The main man, or deer, asked the Editor how the kitchen should cook her duck and the kitchen complied; it was rare just past bloody. The crispy skin is a restaurant rarity, alone worth a return. As usual these days all you get is boneless breast, except that Gravy makes confit of the legs to make hash. It comes with the dish and comes with an egg. The egg might have been runnier and should have been duck’s, but was good for all that, a suitable comfort foil for the hash and the meat.

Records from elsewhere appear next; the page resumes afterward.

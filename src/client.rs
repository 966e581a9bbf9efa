//! Stateful exchange client: one authentication and one online session
//! lifecycle per instance, invoked in dependency order.
//!
//! The client is not internally concurrent. Callers needing parallelism
//! run one instance per counterparty; the only shared state is the
//! process-wide public-key cache.

use chrono::{DateTime, Duration, NaiveDate, NaiveTime, TimeZone, Utc};
use rust_decimal::Decimal;
use std::sync::Arc;

use crate::api::{ExchangeApi, HttpExchangeApi, InvoiceQueryRequest};
use crate::auth::{AuthTokens, Credential, run_auth_flow};
use crate::clock::{Clock, SystemClock};
use crate::crypto::keystore::AtRestCipher;
use crate::crypto::public_key_cache::PublicKeyCache;
use crate::environment::Environment;
use crate::error::KsefError;

/// Which side of the invoice the caller is querying as.
#[derive(Debug, Clone, Copy, PartialEq, Eq)]
pub enum SubjectRole {
    /// The caller issued the invoices.
    Issuer,
    /// The caller received the invoices.
    Recipient,
}

impl SubjectRole {
    fn wire_code(self) -> &'static str {
        match self {
            Self::Issuer => "subject1",
            Self::Recipient => "subject2",
        }
    }
}

/// Result of submitting one invoice into an open session.
#[derive(Debug, Clone)]
pub struct SendInvoiceResult {
    /// Reference for polling this invoice's processing status.
    pub invoice_reference: String,
    pub processing_code: Option<i32>,
    pub processing_description: Option<String>,
}

/// Per-invoice processing status, queryable across sessions.
#[derive(Debug, Clone)]
pub struct InvoiceStatus {
    pub processing_code: Option<i32>,
    pub processing_description: Option<String>,
    /// Authority-assigned number, present once the invoice is accepted.
    pub ksef_number: Option<String>,
    pub acquired_at: Option<String>,
}

/// Lightweight invoice reference from a metadata query.
#[derive(Debug, Clone)]
pub struct InvoiceSummary {
    pub ksef_number: String,
    pub invoice_number: Option<String>,
    pub invoice_date: Option<String>,
    pub counterparty_name: Option<String>,
    pub counterparty_tax_id: Option<String>,
    pub gross_amount: Option<Decimal>,
}

/// Exchange client bound to one environment, tax id and credential.
pub struct KsefClient {
    environment: Environment,
    tax_id: String,
    credential: Credential,
    at_rest: Option<AtRestCipher>,
    api: Arc<dyn ExchangeApi>,
    cache: &'static PublicKeyCache,
    clock: Arc<dyn Clock>,
    tokens: Option<AuthTokens>,
    session_ref: Option<String>,
}

impl KsefClient {
    /// Client over the production HTTP transport and shared key cache.
    pub fn new(
        environment: Environment,
        tax_id: impl Into<String>,
        credential: Credential,
    ) -> Result<Self, KsefError> {
        Ok(Self::with_transport(
            environment,
            tax_id,
            credential,
            Arc::new(HttpExchangeApi::new(environment)?),
            Arc::new(SystemClock),
            PublicKeyCache::shared(),
        ))
    }

    /// Client over an explicit transport, clock and cache. This is the
    /// seam tests and custom transports plug into.
    pub fn with_transport(
        environment: Environment,
        tax_id: impl Into<String>,
        credential: Credential,
        api: Arc<dyn ExchangeApi>,
        clock: Arc<dyn Clock>,
        cache: &'static PublicKeyCache,
    ) -> Self {
        Self {
            environment,
            tax_id: tax_id.into(),
            credential,
            at_rest: None,
            api,
            cache,
            clock,
            tokens: None,
            session_ref: None,
        }
    }

    /// Supply the at-rest cipher needed by certificate credentials.
    pub fn with_at_rest_cipher(mut self, cipher: AtRestCipher) -> Self {
        self.at_rest = Some(cipher);
        self
    }

    pub fn environment(&self) -> Environment {
        self.environment
    }

    /// True once `authenticate` has produced a token pair.
    pub fn is_authenticated(&self) -> bool {
        self.tokens.is_some()
    }

    /// Expiry of the current access token, if authenticated.
    pub fn access_token_expires_at(&self) -> Option<DateTime<Utc>> {
        self.tokens.as_ref().map(|t| t.access_token_expires_at)
    }

    fn bearer(&self) -> Result<&str, KsefError> {
        self.tokens
            .as_ref()
            .map(|t| t.access_token.as_str())
            .ok_or(KsefError::AuthRequired)
    }

    /// Run the full authentication flow for this client's credential.
    pub async fn authenticate(&mut self) -> Result<(), KsefError> {
        let tokens = run_auth_flow(
            self.api.as_ref(),
            self.cache,
            self.clock.as_ref(),
            self.environment,
            &self.tax_id,
            &self.credential,
            self.at_rest.as_ref(),
        )
        .await?;
        self.tokens = Some(tokens);
        Ok(())
    }

    /// Open an online session. At most one session is open per client.
    pub async fn open_session(&mut self) -> Result<String, KsefError> {
        let bearer = self.bearer()?;
        let response = self.api.open_session(bearer).await?;
        let reference = response
            .reference_number
            .ok_or(KsefError::SessionRequired)?;
        tracing::debug!(environment = %self.environment, "session opened");
        self.session_ref = Some(reference.clone());
        Ok(reference)
    }

    /// Close the open session, best effort.
    ///
    /// The local reference is cleared unconditionally once the close has
    /// been attempted, so a failed close never wedges the client. Intended
    /// to be callable from cleanup paths; the exchange expires abandoned
    /// sessions server-side.
    pub async fn close_session(&mut self) -> Result<(), KsefError> {
        let Some(reference) = self.session_ref.take() else {
            return Ok(());
        };
        let bearer = self.bearer()?;
        let result = self.api.close_session(bearer, &reference).await;
        if let Err(ref e) = result {
            tracing::warn!(environment = %self.environment, error = %e, "session close failed");
        }
        result
    }

    /// Submit one invoice document (raw XML bytes) into the open session.
    pub async fn send_invoice(&self, invoice_xml: &[u8]) -> Result<SendInvoiceResult, KsefError> {
        let bearer = self.bearer()?;
        let session = self.session_ref.as_deref().ok_or(KsefError::SessionRequired)?;
        let response = self.api.send_invoice(bearer, session, invoice_xml).await?;
        let invoice_reference = response
            .element_reference_number
            .or(response.reference_number)
            .ok_or_else(|| {
                KsefError::Protocol("invoice submission returned no reference number".into())
            })?;
        Ok(SendInvoiceResult {
            invoice_reference,
            processing_code: response.processing_code,
            processing_description: response.processing_description,
        })
    }

    /// Processing status of a submitted invoice. Only authentication is
    /// required — the session reference may belong to a past session.
    pub async fn invoice_status(
        &self,
        session_ref: &str,
        invoice_ref: &str,
    ) -> Result<InvoiceStatus, KsefError> {
        let bearer = self.bearer()?;
        let response = self.api.invoice_status(bearer, session_ref, invoice_ref).await?;
        Ok(InvoiceStatus {
            processing_code: response.processing_code,
            processing_description: response.processing_description,
            ksef_number: response.ksef_reference_number,
            acquired_at: response.acquisition_timestamp,
        })
    }

    /// Session-free metadata query over an inclusive date range, with the
    /// caller as issuer or recipient.
    pub async fn query_invoices(
        &self,
        role: SubjectRole,
        date_from: NaiveDate,
        date_to: NaiveDate,
    ) -> Result<Vec<InvoiceSummary>, KsefError> {
        let bearer = self.bearer()?;
        let from = Utc.from_utc_datetime(&date_from.and_time(NaiveTime::MIN));
        let to = Utc.from_utc_datetime(&date_to.and_time(NaiveTime::MIN)) + Duration::seconds(86_399);
        let query = InvoiceQueryRequest {
            subject_type: role.wire_code().into(),
            acquisition_timestamp_from: from.to_rfc3339(),
            acquisition_timestamp_to: to.to_rfc3339(),
        };
        let rows = self.api.query_invoices(bearer, &query).await?;
        rows.into_iter()
            .map(|row| {
                let ksef_number = row.ksef_reference_number.ok_or_else(|| {
                    KsefError::Protocol("invoice summary without ksef reference number".into())
                })?;
                Ok(InvoiceSummary {
                    ksef_number,
                    invoice_number: row.invoice_reference_number,
                    invoice_date: row.invoice_date,
                    counterparty_name: row.subject_name,
                    counterparty_tax_id: row.subject_tax_id,
                    gross_amount: row.gross_amount,
                })
            })
            .collect()
    }

    /// Session-free retrieval of a full invoice document by its
    /// authority-assigned number. Returns the raw XML body.
    pub async fn fetch_invoice_xml(&self, ksef_number: &str) -> Result<String, KsefError> {
        let bearer = self.bearer()?;
        self.api.fetch_invoice(bearer, ksef_number).await
    }
}

#[cfg(test)]
mod tests {
    use super::*;

    #[test]
    fn subject_roles_map_to_wire_codes() {
        assert_eq!(SubjectRole::Issuer.wire_code(), "subject1");
        assert_eq!(SubjectRole::Recipient.wire_code(), "subject2");
    }
}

Finally here there was bog. We like bog and liked this one. Gravy calls it a “Sullivan Island Bog,” a name both mysterious and unexplained. It must be a Low Country place because this one is based on red rice, a tomato tinged Carolina staple. There was charred tomato too, and andouille, but shellfish is the star; a big grilled prawn, tiny crawfish, mussels and squid and more Yankee scallops. All of this was quite a distance beyond reproach.

We did not dare risk dessert; it was getting late and anyway portions were large.

Gravy has been operating for nearly a year, so either we found them on an unfortunate night or they still have some lingering kinks to uncurl. There is nothing wrong with this kitchen or bar, however, and prices are fair for wine as well as food. They also have several species of Abita beer, all hard to find in New York, on tap. We will return in patient hope.